Antiandrogene

Antiandrogene sind eine Gruppe chemische Wirkstoffe, deren Gemeinsamkeit eine hemmende Wirkung auf männliche Sexualhormone (Androgene) ist.

Bio-identische Hormone

Bioidentische Hormone sind Wirkstoffe, die mit den natürlichen, d.h. vom menschlichen Körper selbst hergestellten Hormonen von ihrem Aufbau her strukturell identisch sind und deshalb auch die gleichen Wirkungen auslösen. Sie werden vom Körper daher als körpereigen erkannt.
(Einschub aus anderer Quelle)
//! Errors raised while layering routedoc configuration.

use std::path::PathBuf;
use thiserror::Error;

/// Failure in one of the configuration layers (file, string, env) or in
/// the final validation of the merged result.
#[derive(Error, Debug)]
pub enum ConfigError {
    /// `with_file` was given a path that does not exist.
    #[error("no configuration file at {path}")]
    FileNotFound {
        /// Requested path.
        path: PathBuf,
    },

    /// The file exists but could not be read.
    #[error("cannot read configuration file {path}")]
    ReadError {
        /// File being read.
        path: PathBuf,
        /// I/O failure.
        #[source]
        source: std::io::Error,
    },

    /// A TOML layer did not match the configuration schema.
    #[error("invalid TOML configuration: {0}")]
    TomlError(#[from] toml::de::Error),

    /// A JSON layer did not match the configuration schema.
    #[error("invalid JSON configuration: {0}")]
    JsonError(#[from] serde_json::Error),

    /// A field holds a value the documentation layer cannot use, such as a
    /// relative `docs.base_path` or an unknown scheme.
    #[error("{field}: {reason}")]
    InvalidValue {
        /// Dotted field path, e.g. `docs.ui_path`.
        field: String,
        /// What is wrong with the value.
        reason: String,
    },

    /// A `PREFIX__SECTION__KEY` override could not be converted.
    #[error("environment override {var} rejected: {reason}")]
    EnvParseError {
        /// Variable name.
        var: String,
        /// Conversion failure.
        reason: String,
    },

    /// The loader was misused, e.g. an unsupported format name.
    #[error("configuration rejected: {0}")]
    ValidationError(String),
}

impl ConfigError {
    /// Missing file at `path`.
    pub fn file_not_found(path: impl Into<PathBuf>) -> Self {
        Self::FileNotFound { path: path.into() }
    }

    /// Unreadable file at `path`.
    pub fn read_error(path: impl Into<PathBuf>, source: std::io::Error) -> Self {
        Self::ReadError {
            path: path.into(),
            source,
        }
    }

    /// Bad value for `field`.
    pub fn invalid_value(field: impl Into<String>, reason: impl Into<String>) -> Self {
        Self::InvalidValue {
            field: field.into(),
            reason: reason.into(),
        }
    }

    /// Unconvertible environment override.
    pub fn env_parse_error(var: impl Into<String>, reason: impl Into<String>) -> Self {
        Self::EnvParseError {
            var: var.into(),
            reason: reason.into(),
        }
    }

    /// Rejected configuration.
    pub fn validation_error(message: impl Into<String>) -> Self {
        Self::ValidationError(message.into())
    }
}

#[cfg(test)]
mod tests {
    use super::*;

    #[test]
    fn test_parse_errors_convert() {
        let err: ConfigError = toml::from_str::<toml::Table>("= broken").unwrap_err().into();
        assert!(matches!(err, ConfigError::TomlError(_)));

        let err: ConfigError = serde_json::from_str::<serde_json::Value>("{").unwrap_err().into();
        assert!(matches!(err, ConfigError::JsonError(_)));
    }

    #[test]
    fn test_file_not_found_error() {
        let err = ConfigError::file_not_found("/path/to/config.toml");
        assert!(err.to_string().contains("/path/to/config.toml"));
    }

    #[test]
    fn test_invalid_value_error() {
        let err = ConfigError::invalid_value("docs.base_path", "must start with '/'");
        assert!(err.to_string().contains("docs.base_path"));
        assert!(err.to_string().contains("must start with"));
    }

    #[test]
    fn test_env_parse_error() {
        let err = ConfigError::env_parse_error(
            "ROUTEDOC__DOCS__PARSE_ROUTE_PARAMETERS",
            "expected boolean",
        );
        assert!(err.to_string().contains("ROUTEDOC__DOCS__PARSE_ROUTE_PARAMETERS"));
        assert!(err.to_string().contains("expected boolean"));
    }

    #[test]
    fn test_validation_error() {
        let err = ConfigError::validation_error("unsupported configuration format: yaml");
        assert!(err.to_string().contains("unsupported configuration format: yaml"));
    }
}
Bioidentische Hormone werden aus dem Diosgenin von Pflanzen wie der Yamswurzel oder dem gelben Ingwer hergestellt. Wichtig hierbei ist, dass die Betonung der von uns verwendeten Hormone hierbei auf strukturell identisch liegt und nicht auf die pflanzlichen Quellen reduziert wird – denn aus pflanzlich Quellen gewonnen bedeutet nicht automatisch bio-identisch. Zur Verdeutlichung: Auch der Ausgangsstoff vieler nicht-bioidentischer Hormone (z.B. Ethinylestradiol als Östrogenanteil der Anti-Baby-Pille und diverse Gelbkörperhormone in Hormonpräparaten) werden ebenso aus Pflanzen (Yamswurzel, Soja) gewonnen und im Labor dann zu diesen verarbeitet.

Hormone

Hormone sind eine Gruppe von biochemischen Botenstoffen (Moleküle) und damit biologische Wirkstoffe. Sie werden im Körper selbst gebildet und nehmen bereits in ganz geringen Mengen im Zusammenspiel mit dem Nervensystem wichtige Steuerungsfunktionen des Stoffwechsels, des Wachstums, der Entwicklung und des emotionalen Bereichs des Individuums wahr. Das Gehirn steuert die Hormonproduktion über Regelkreisläufe, so dass im optimalen Fall die gerade benötigte Menge jedes einzelnen Hormons bereitgestellt werden kann. Das Endokrinium – das Hormonsystem – ist außerdem unverzichtbar für die Anpassung an unsere Umwelt und die körperlichen und seelischen Reaktionen auf Belastung und Stress.